■ ASSIGNMENT ■
Some of the lines below need repeating. Reproduce exactly those between the lines holding "registered investors (founders)" and "pub fn run(cmd: InvestorCommands, global: &GlobalOpts)", inclusive.

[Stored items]
:::

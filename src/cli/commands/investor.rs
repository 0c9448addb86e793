//! `fundr investor` command - Find investors to ask for funding

use clap::Subcommand;
use miette::Result;

use crate::cli::helpers::{print_record, Workspace};
use crate::cli::table::{CellValue, ColumnDef, TableFormatter, TableRow};
use crate::cli::{GlobalOpts, OutputFormat};

#[derive(Subcommand, Debug)]
pub enum InvestorCommands {
    /// List registered investors (founders)
    List,
}

const INVESTOR_COLUMNS: &[ColumnDef] = &[
    ColumnDef::new("id", "ID", 32),
    ColumnDef::new("name", "NAME", 24),
    ColumnDef::new("email", "EMAIL", 32),
    ColumnDef::new("joined", "JOINED", 12),
];

pub fn run(cmd: InvestorCommands, global: &GlobalOpts) -> Result<()> {
    let ws = Workspace::open(global)?;
    let backend = ws.backend()?;
    let session = ws.session(&backend)?;
    let format = ws.format(global);

    match cmd {
        InvestorCommands::List => {
            let investors = backend
                .list_investors(&session)
                .map_err(|e| miette::miette!("{}", e))?;
            if matches!(format, OutputFormat::Json | OutputFormat::Yaml) {
                return print_record(&investors, format);
            }
            let rows: Vec<TableRow> = investors
                .iter()
                .map(|u| {
                    TableRow::new(u.id.to_string())
                        .cell("id", CellValue::Id(u.id.to_string()))
                        .cell("name", CellValue::Text(u.name.clone()))
                        .cell("email", CellValue::Text(u.email.clone()))
                        .cell("joined", CellValue::Date(u.created))
                })
                .collect();
            TableFormatter::new(INVESTOR_COLUMNS, "investor")
                .quiet(global.quiet)
                .output(&rows, format)
        }
    }
}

:::

■ ANSWER SPACE ■
    /// List registered investors (founders)
    List,
}

const INVESTOR_COLUMNS: &[ColumnDef] = &[
    ColumnDef::new("id", "ID", 32),
    ColumnDef::new("name", "NAME", 24),
    ColumnDef::new("email", "EMAIL", 32),
    ColumnDef::new("joined", "JOINED", 12),
];

pub fn run(cmd: InvestorCommands, global: &GlobalOpts) -> Result<()> {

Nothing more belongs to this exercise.